5
 
 
 
2:18 PM, Monday, May 21st, 2018:
 
The video pretty much says it all...
 
  
I really could have made this video several times this year. It all just happened to hit me on this gig. Oh and I should probably throw the voice-over in here:
 
It's been awhile since a video like this, but the foundation of the journey was always being honest even when it makes you look bad, knowing it will later be found and used against you... it's a good way toweed out the bad people, the judgy people and the people that were never your friends.
 
So that's my opening salvo in what is the most ridiculous, first-world, nearly humble-braggingly bullshit diatribe I'm about to throw down.
 
I was paid handsomely to tow my car 6 hours to San Jose for an event with their professional soccer team the San Jose Earthquakes. I was miserable the entire time, wanted nothing to do with it. I felt responsible to make the couple thousand dollars because of my family, but actively looked for other people to do the event and I was the only person that could.
 
This, is, entitlement. This, is, being soft. This is a problem 99% of the people would kill to have.
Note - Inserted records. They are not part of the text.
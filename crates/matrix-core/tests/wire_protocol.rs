//! Integration tests for the matrix wire protocol.
//!
//! These tests sweep the full identifier space: every route pair and every
//! preset slot must produce the exact narrowed byte sequence the device
//! expects.

use matrix_core::{
    encode_wire, InputPort, MatrixCommand, OutputPort, PresetId, RoutingState, MATRIX_SIZE,
    PRESET_SLOTS,
};

/// Reference narrowing: one low byte per UTF-16 code unit.
fn narrowed(text: &str) -> Vec<u8> {
    text.encode_utf16().map(|unit| unit as u8).collect()
}

// ── Encoder sweeps ────────────────────────────────────────────────────────────

#[test]
fn test_every_route_pair_encodes_to_narrowed_command_text() {
    for i in 1..=MATRIX_SIZE {
        for o in 1..=MATRIX_SIZE {
            let cmd = MatrixCommand::Route {
                input: InputPort::new(i).unwrap(),
                output: OutputPort::new(o).unwrap(),
            };
            let expected = narrowed(&format!("{i}V{o}."));
            assert_eq!(cmd.encode(), expected, "route {i}V{o}. must narrow exactly");
        }
    }
}

#[test]
fn test_every_preset_recall_and_store_is_zero_padded() {
    for n in 1..=PRESET_SLOTS {
        let preset = PresetId::new(n).unwrap();
        assert_eq!(
            MatrixCommand::RecallPreset(preset).wire_text(),
            format!("Recall{n:02}.")
        );
        assert_eq!(
            MatrixCommand::StorePreset(preset).wire_text(),
            format!("Save{n:02}.")
        );
    }
}

#[test]
fn test_encoded_length_is_half_the_wide_encoding() {
    for text in ["3V7.", "16V16.", "Recall32.", "All#.", "9All"] {
        let wide_bytes = text.encode_utf16().count() * 2;
        assert_eq!(encode_wire(text).len() * 2, wide_bytes);
    }
}

// ── Routing scenario from the device manual ───────────────────────────────────

#[test]
fn test_route_five_to_two_scenario() {
    let input = InputPort::new(5).unwrap();
    let output = OutputPort::new(2).unwrap();

    let mut state = RoutingState::new();
    state.set_route(output, input);
    assert_eq!(state.get(output), Some(input));

    let cmd = MatrixCommand::Route { input, output };
    assert_eq!(cmd.encode(), narrowed("5V2."));
}

#[test]
fn test_preset_seven_and_twenty_one_scenario() {
    let store = MatrixCommand::StorePreset(PresetId::new(7).unwrap());
    let recall = MatrixCommand::RecallPreset(PresetId::new(21).unwrap());

    assert_eq!(store.wire_text(), "Save07.");
    assert_eq!(recall.wire_text(), "Recall21.");
}

// ── Persistence round trip ────────────────────────────────────────────────────

#[test]
fn test_export_import_round_trip_is_lossless() {
    let mut original = RoutingState::new();
    original.set_route(OutputPort::new(1).unwrap(), InputPort::new(16).unwrap());
    original.set_route(OutputPort::new(8).unwrap(), InputPort::new(8).unwrap());
    original.set_route(OutputPort::new(16).unwrap(), InputPort::new(1).unwrap());

    let exported = original.raw_entries();
    let restored = RoutingState::from_raw_entries(exported);

    for o in 1..=MATRIX_SIZE {
        let out = OutputPort::new(o).unwrap();
        assert_eq!(restored.get(out), original.get(out));
    }
}
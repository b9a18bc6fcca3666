//! ManagePresetsUseCase: device-side preset recall and store.
//!
//! Presets are opaque to the controller. The device applies or stores the
//! routing internally and the protocol offers no way to read a preset's
//! contents back, so this use case only issues the two commands and tracks
//! which preset id was recalled last. The presentation layer uses that
//! marker to pick the matching display-name set; no name lookup happens
//! here.

use std::sync::Arc;

use matrix_core::{CommandRecord, Endpoint, MatrixCommand, PresetId};
use thiserror::Error;
use tracing::{debug, warn};

use crate::application::switch_routes::CommandTransport;

/// Error type for preset operations.
#[derive(Debug, Error)]
pub enum PresetError {
    /// The datagram could not be handed to the network stack.
    #[error("transport error: {0}")]
    Transport(String),
}

/// The Manage Presets use case.
pub struct ManagePresetsUseCase {
    endpoint: Endpoint,
    transport: Arc<dyn CommandTransport>,
    current_preset: Option<PresetId>,
    last_command: Option<CommandRecord>,
}

impl ManagePresetsUseCase {
    pub fn new(endpoint: Endpoint, transport: Arc<dyn CommandTransport>) -> Self {
        Self {
            endpoint,
            transport,
            current_preset: None,
            last_command: None,
        }
    }

    /// Recalls `preset` on the device and marks it as current.
    ///
    /// The marker is committed optimistically, like routing state: the
    /// protocol has no acknowledgement to wait for.
    ///
    /// # Errors
    ///
    /// Returns [`PresetError::Transport`] if the send failed.
    pub async fn recall(&mut self, preset: PresetId) -> Result<String, PresetError> {
        self.current_preset = Some(preset);
        self.dispatch(MatrixCommand::RecallPreset(preset)).await
    }

    /// Stores the device's current routing into `preset`.
    ///
    /// Does not change the current-preset marker; storing is not switching.
    ///
    /// # Errors
    ///
    /// Returns [`PresetError::Transport`] if the send failed.
    pub async fn store(&mut self, preset: PresetId) -> Result<String, PresetError> {
        self.dispatch(MatrixCommand::StorePreset(preset)).await
    }

    /// The preset recalled last, if any.
    pub fn current_preset(&self) -> Option<PresetId> {
        self.current_preset
    }

    /// Points subsequent commands at a different device address.
    pub fn set_endpoint(&mut self, endpoint: Endpoint) {
        self.endpoint = endpoint;
    }

    /// The most recent command record, if any operation ran yet.
    pub fn last_command(&self) -> Option<&CommandRecord> {
        self.last_command.as_ref()
    }

    async fn dispatch(&mut self, command: MatrixCommand) -> Result<String, PresetError> {
        let record = CommandRecord::capture(&command);
        let description = record.description.clone();
        debug!(
            command = %command.wire_text(),
            endpoint = %self.endpoint,
            "sending preset command"
        );
        let result = self.transport.send(&record.payload, &self.endpoint).await;
        self.last_command = Some(record);
        match result {
            Ok(()) => Ok(description),
            Err(e) => {
                warn!("send failed for \"{description}\": {e}");
                Err(PresetError::Transport(e))
            }
        }
    }
}

// ── Tests ─────────────────────────────────────────────────────────────────────
//! Application layer use cases for the matrix controller.
//!
//! Use cases in this layer:
//!
//! - **Orchestrate** domain objects to fulfil a user goal (e.g., "route
//!   input 3 to output 7 and remember that locally").
//! - **Depend on abstractions** (traits) rather than concrete
//!   implementations, so the UDP transport and the ping probe can be swapped
//!   for recording fakes in tests.
//! - **Contain no socket calls, no process spawning, no file system
//!   access.**
//!
//! # Sub-modules
//!
//! - **`switch_routes`** – Translates routing intents into wire commands and
//!   keeps the local routing map authoritative. This is the heart of the
//!   controller.
//!
//! - **`manage_presets`** – Issues device-side preset recall/store commands
//!   and tracks which preset was recalled last.
//!
//! - **`check_connectivity`** – Fires one reachability probe per invocation
//!   on its own task and delivers a single boolean result, so an unreachable
//!   device never stalls routing.

pub mod check_connectivity;
pub mod manage_presets;
pub mod switch_routes;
It kills me to say this because I thrive on hard work, an insane work ethic and doing things no one else would even attempt. But maybe therein lies the answer:
 
I already proved this whole RentTheDelorean.com thing worked. I'm kind of over it? Dude I can hear people wanting to punch the screen right now. But, I mean, Memorial Day will kick off the FIFTH year of doing this job and the "fun" aspect of it was erased the moment that engine was swapped and it became the most unreliable car of all-time... my headspace is so full being a mechanic as well as the guy running the business and the driver or documentarian or spokesman or MOTHERFUCK CAN I PLEASE JUST SING A SONG like I was SUPPOSED TO DO MY WHOLE LIFE? DAHHHHHHHHHHHHHH.
 
For whatever reason, with this gig it all just hit me. The lonely hotel rooms, the lonely drives, the
continual push out of responsiblity for your family and mortgage although your heart is LONG GONE.
 
And everyone watching this is saying: WELCOME TO THE PLANET, FUCK HEAD. That's what WE DO EVERY DAY and we SURE AS FUCK DON'T DO IT IN A TIME MACHINE. Nor do we have people buying us food, drinks and hotel rooms while "WORKING."
 
So yeah I get it, but I have to continue to be honest here even though they're right. The Journey is
about how this all feels. It feels soul crushing. It just does.
 
It's a catch-22 of course. I remember during the second half of 2016 wishing for gigs exactly like this. For some reference, in the last 6 months of 2016 we had 23 events. In March and April of this year we had 26. I've done 30 in 10 weeks, I'm just burnt out. The money doesn't lessen my stress level and that's another bizarre twist: what does success feel like if failing feels the same? Ya know? Success to me is the freedom to do whatever the hell you want even if that means doing NOTHING. That doesn't happen with RentTheDelorean.com unless you have NO BUSINESS. So it's a tough situation. It will slow down and I would hate myself if I ever gave up any of these opportunities because of momentary misery...
 
...but make no mistake. I'm pretty miserable wrapping my life around this car. Oh what I'd give for someone to be able to solve the problems with it. Whew.